=== DATA SUPPLIED ===

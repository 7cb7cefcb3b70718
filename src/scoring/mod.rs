//! Delay-risk scoring for flight records.
//!
//! The scorer holds a decision-tree ensemble and a feature scaler. On first
//! use, when no persisted model exists, it trains one from synthetic data and
//! persists the parameters; otherwise it loads them from disk. After
//! initialization scoring is a pure function of the input record.

pub mod forest;
pub mod scaler;
pub mod synthetic;

use std::path::{Path, PathBuf};

use chrono::{Local, TimeZone, Timelike};
use rand::rngs::StdRng;
use rand::SeedableRng;
use tracing::{debug, info, warn};

use crate::config::Config;
use crate::error::{Error, Result};
use crate::flight::FlightRecord;

use forest::{ForestParams, RandomForest};
use scaler::StandardScaler;

/// Number of model input features.
pub const FEATURE_COUNT: usize = 4;

/// Ordered names of the model input features.
pub const FEATURE_NAMES: [&str; FEATURE_COUNT] =
    ["velocity", "altitude", "distance_to_dest", "hour_of_day"];

/// One row of model input, in [`FEATURE_NAMES`] order.
pub type FeatureVector = [f64; FEATURE_COUNT];

/// Placeholder for the unimplemented distance-to-destination feature.
///
/// The model trains with this feature varying but scores with it pinned to
/// zero until a destination source exists.
const DISTANCE_TO_DEST_PLACEHOLDER: f64 = 0.0;

/// Outcome of attempting to load persisted model parameters.
#[derive(Debug)]
enum LoadOutcome {
    /// Both files were present and parsed.
    Loaded {
        forest: RandomForest,
        scaler: StandardScaler,
    },
    /// One or both files do not exist.
    NotFound,
    /// Files exist but could not be read or parsed.
    Corrupt(String),
}

/// Scores flight records with a persisted or freshly trained model.
///
/// Effectively stateless after construction: `score` is a pure function of
/// the input record, and no learning occurs from scored traffic.
#[derive(Debug)]
pub struct RiskScorer {
    forest: RandomForest,
    scaler: StandardScaler,
    model_path: PathBuf,
    scaler_path: PathBuf,
}

impl RiskScorer {
    /// Load the persisted model, or train a fresh one when none exists or
    /// the persisted copy is unusable.
    ///
    /// # Errors
    ///
    /// Returns an error only when training fails; the scorer cannot operate
    /// without a model. A failure to *persist* a freshly trained model is
    /// logged and ignored.
    pub fn open(config: &Config) -> Result<Self> {
        let model_path = config.model_path();
        let scaler_path = config.scaler_path();

        match load_persisted(&model_path, &scaler_path) {
            LoadOutcome::Loaded { forest, scaler } => {
                info!("loaded model and scaler from {}", model_path.display());
                Ok(Self {
                    forest,
                    scaler,
                    model_path,
                    scaler_path,
                })
            }
            LoadOutcome::NotFound => {
                info!("no persisted model found; training a new one");
                Self::train_fresh(model_path, scaler_path)
            }
            LoadOutcome::Corrupt(message) => {
                warn!("persisted model unusable ({message}); training a new one");
                Self::train_fresh(model_path, scaler_path)
            }
        }
    }

    /// Train a fresh model unconditionally, ignoring any persisted copy.
    ///
    /// # Errors
    ///
    /// Returns an error if training fails.
    pub fn train_new(config: &Config) -> Result<Self> {
        Self::train_fresh(config.model_path(), config.scaler_path())
    }

    /// Train a fresh model, replacing the in-memory one, and persist it.
    ///
    /// # Errors
    ///
    /// Returns an error if training fails.
    pub fn retrain(&mut self) -> Result<()> {
        let (forest, scaler) = train(synthetic::TRAINING_SEED)?;
        self.forest = forest;
        self.scaler = scaler;
        if let Err(err) = self.persist() {
            warn!("failed to persist model: {err}; continuing with the in-memory model");
        }
        Ok(())
    }

    /// Delay probability for one record, in [0, 1].
    ///
    /// Returns 0.0 and logs when feature construction or inference fails;
    /// a bad record never aborts the batch.
    #[must_use]
    pub fn score(&self, record: &FlightRecord) -> f64 {
        match self.try_score(record) {
            Ok(probability) => probability,
            Err(reason) => {
                warn!(
                    "scoring failed for {} ({reason}); returning neutral probability",
                    record.icao24
                );
                0.0
            }
        }
    }

    /// Path the classifier parameters are persisted at.
    #[must_use]
    pub fn model_path(&self) -> &Path {
        &self.model_path
    }

    /// Path the scaler parameters are persisted at.
    #[must_use]
    pub fn scaler_path(&self) -> &Path {
        &self.scaler_path
    }

    fn train_fresh(model_path: PathBuf, scaler_path: PathBuf) -> Result<Self> {
        let (forest, scaler) = train(synthetic::TRAINING_SEED)?;
        let scorer = Self {
            forest,
            scaler,
            model_path,
            scaler_path,
        };
        if let Err(err) = scorer.persist() {
            warn!("failed to persist model: {err}; continuing with the in-memory model");
        }
        Ok(scorer)
    }

    /// Serialize the model and scaler to their sibling files.
    fn persist(&self) -> Result<()> {
        for path in [&self.model_path, &self.scaler_path] {
            if let Some(parent) = path.parent() {
                if !parent.exists() {
                    std::fs::create_dir_all(parent).map_err(|source| Error::DirectoryCreate {
                        path: parent.to_path_buf(),
                        source,
                    })?;
                }
            }
        }

        debug!("saving model to {}", self.model_path.display());
        std::fs::write(&self.model_path, serde_json::to_vec(&self.forest)?)?;
        debug!("saving scaler to {}", self.scaler_path.display());
        std::fs::write(&self.scaler_path, serde_json::to_vec(&self.scaler)?)?;
        info!("model and scaler saved");
        Ok(())
    }

    fn try_score(&self, record: &FlightRecord) -> std::result::Result<f64, String> {
        let features = features_for(record)?;
        let scaled = self.scaler.transform(features);
        Ok(self.forest.predict_probability(&scaled))
    }
}

/// Build the model input for one record.
///
/// `distance_to_dest` is always the placeholder constant; `hour_of_day` is
/// the record's timestamp converted to the local hour.
fn features_for(record: &FlightRecord) -> std::result::Result<FeatureVector, String> {
    if !record.velocity.is_finite() || !record.altitude.is_finite() {
        return Err("non-finite velocity or altitude".to_string());
    }
    let hour = Local
        .timestamp_opt(record.timestamp, 0)
        .single()
        .ok_or_else(|| format!("timestamp {} out of range", record.timestamp))?
        .hour();

    Ok([
        record.velocity,
        record.altitude,
        DISTANCE_TO_DEST_PLACEHOLDER,
        f64::from(hour),
    ])
}

/// Fit the scaler and forest on the synthetic training set.
fn train(seed: u64) -> Result<(RandomForest, StandardScaler)> {
    let set = synthetic::training_set(seed)?;
    if set.features.is_empty() {
        return Err(Error::model_train("empty training set"));
    }

    info!(
        "training delay model on {} synthetic samples",
        set.features.len()
    );
    let scaler = StandardScaler::fit(&set.features);
    let scaled: Vec<FeatureVector> = set
        .features
        .iter()
        .map(|&row| scaler.transform(row))
        .collect();

    let mut rng = StdRng::seed_from_u64(seed);
    let forest = RandomForest::fit(&scaled, &set.labels, ForestParams::default(), &mut rng);
    info!("training completed ({} trees)", forest.tree_count());
    Ok((forest, scaler))
}

fn load_persisted(model_path: &Path, scaler_path: &Path) -> LoadOutcome {
    if !model_path.exists() || !scaler_path.exists() {
        return LoadOutcome::NotFound;
    }

    let forest = match read_json::<RandomForest>(model_path) {
        Ok(forest) => forest,
        Err(message) => return LoadOutcome::Corrupt(message),
    };
    let scaler = match read_json::<StandardScaler>(scaler_path) {
        Ok(scaler) => scaler,
        Err(message) => return LoadOutcome::Corrupt(message),
    };
    LoadOutcome::Loaded { forest, scaler }
}

fn read_json<T: serde::de::DeserializeOwned>(path: &Path) -> std::result::Result<T, String> {
    let bytes = std::fs::read(path).map_err(|e| format!("{}: {e}", path.display()))?;
    serde_json::from_slice(&bytes).map_err(|e| format!("{}: {e}", path.display()))
}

===

* **YOUR INSTRUCTIONS**:
Leave out every line after the one with "scaler. On first". Reproduce the material above exactly from its first line through that line.

* **EXPECTED ANSWER**:
repository 7cb7cefcb3b70718
filename src/scoring/mod.rs
//! Delay-risk scoring for flight records.
//!
//! The scorer holds a decision-tree ensemble and a feature scaler. On first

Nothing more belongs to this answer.